Scripts for creating a directed network of Twitter followers.
These scripts work in three parts.
- Taking an initial user, download information about who they follow. Repeat recursively until depth d.
- Generate the files
edges.csvandvertices.csvrequired to create the directed graph. - Create and visualize the network.
- Tweepy
- NetworkX
- Jupyter Notebooks
- Choose the Twitter user where the program will start e.g.
@NoticiasCaracol. - Decide what recursive depth you want to go. A depth of 1 or 2 should be done in a few hours (depending on how many people they are following), a depth of 5 can take several days.
python GetFollowing.py -s NoticiasCaracol -d 2
This will generate a directory structure like
.
├── following
│ ├── NoticiasCaracol.csv
│ └── Bogota.csv
└── twitter-users
├── 17813487.json
└── 57664761.json
The following directory contains a file for every Twitter user name searched. Each file is a .csv file showing who they are following.
The twitter-users directory contains a .json representation of every user. The file name is their Twitter ID.
This script parses the .csv files and creates two new .csv which contains the elements of the network.
python GenerateNetwork.py -s NoticiasCaracol
The file edges.csv contains the network's edges delimited by commas:
source,target
17813487,57664761
Column 1 is the Twitter ID of a User. Column 2 is the ID of a User they follow.
The file vertices.csv inside the directory network-data/ contains the network's vertices delimited by commas:
id,screen_name,followers,friends
17813487,NoticiasCaracol,8321076,1287
Column 1 is the Twitter ID. Column 2 is the screen name. Column 3 has the number of followers of the user. Column 4 has the number of users followed by this user.
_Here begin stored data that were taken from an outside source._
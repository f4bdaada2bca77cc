use futures::{SinkExt, StreamExt};
use tokio::io::{AsyncRead, AsyncWrite};
use tokio::sync::mpsc;
use tokio::task::JoinHandle;
use tokio_util::codec::{FramedRead, FramedWrite};
use tracing::{debug, warn};

use super::codec::IpcCodec;
use super::message::IpcMessage;

// -----------------------------------------------------------------------------
// ----- Pipes -----------------------------------------------------------------

/// Decode frames from `reader` into `tx` until EOF, a decode error, or the
/// receiver goes away. Dropping `tx` on exit is how the other side learns
/// the channel closed.
pub fn spawn_frame_reader<R>(reader: R, tx: mpsc::UnboundedSender<IpcMessage>) -> JoinHandle<()>
where
    R: AsyncRead + Unpin + Send + 'static,
{
    tokio::spawn(async move {
        let mut frames = FramedRead::new(reader, IpcCodec::new());

        while let Some(next) = frames.next().await {
            match next {
                Ok(msg) => {
                    if tx.send(msg).is_err() {
                        break;
                    }
                }
                Err(err) => {
                    warn!("ipc read failed: {err}");
                    break;
                }
            }
        }
        debug!("ipc reader closed");
    })
}

/// Encode everything queued on `rx` onto `writer` until every sender is dropped.
pub fn spawn_frame_writer<W>(writer: W, mut rx: mpsc::UnboundedReceiver<IpcMessage>) -> JoinHandle<()>
where
    W: AsyncWrite + Unpin + Send + 'static,
{
    tokio::spawn(async move {
        let mut frames = FramedWrite::new(writer, IpcCodec::new());

        while let Some(msg) = rx.recv().await {
            if let Err(err) = frames.feed(msg).await {
                warn!("ipc write failed: {err}");
                return;
            }

            // coalesce bursts into one flush
            while let Ok(more) = rx.try_recv() {
                if let Err(err) = frames.feed(more).await {
                    warn!("ipc write failed: {err}");
                    return;
                }
            }

            if let Err(err) = frames.flush().await {
                warn!("ipc flush failed: {err}");
                return;
            }
        }
        debug!("ipc writer closed");
    })
}

// -----------------------------------------------------------------------------
// ----- Tests -----------------------------------------------------------------

#[cfg(test)]
mod tests {
    use super::*;

    #[tokio::test]
    async fn messages_cross_a_duplex_pipe_in_order() {
        let (a, b) = tokio::io::duplex(64);
        let (out_tx, out_rx) = mpsc::unbounded_channel();
        let (in_tx, mut in_rx) = mpsc::unbounded_channel();

        let writer = spawn_frame_writer(a, out_rx);
        let _reader = spawn_frame_reader(b, in_tx);

        for shard_id in 0..20 {
            out_tx.send(IpcMessage::Handshake { shard_id }).unwrap();
        }
        drop(out_tx);
        writer.await.unwrap();

        for shard_id in 0..20 {
            assert_eq!(in_rx.recv().await, Some(IpcMessage::Handshake { shard_id }));
        }
        assert_eq!(in_rx.recv().await, None);
    }
}

// -----------------------------------------------------------------------------
// -----------------------------------------------------------------------------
This script gets up to 3200 of each user's latest tweets.
python GetStatuses.py
Results are saved in the statuses.csv file inside of the tweets/ directory.
user id,created_at,text,favorite_count,retweet_count,phone,sensitive,hashtags,no_hashtags,mentions,no_mentions,no_urls,no_media
The columns are:
- ID of the user who wrote the tweet
- created_at: Date the tweet was created
- text: Extended text of the tweet
- favorite_count: Number of times the tweet has received a 'favorite' from a user
- retweet_count: Number of times the tweet has been retweeted
- phone: Device from which the tweet was posted
- sensitive: Indicator that an URL contained in the Tweet may contain content or media identified as sensitive content
- hashtags: List of all the hashtags in the tweet
- no_hashtags: Number of hashtags in the tweet
- mentions: List of IDs of the users mentioned in the tweet
- no_mentions: Number of mentions in the tweet
- no_urls: Number of URLs in the tweet
- no_media: Number of media elements in the tweet
Run jupyter notebooks with the command:
jupyter notebook
Open the Graph.ipynb notebook and run it.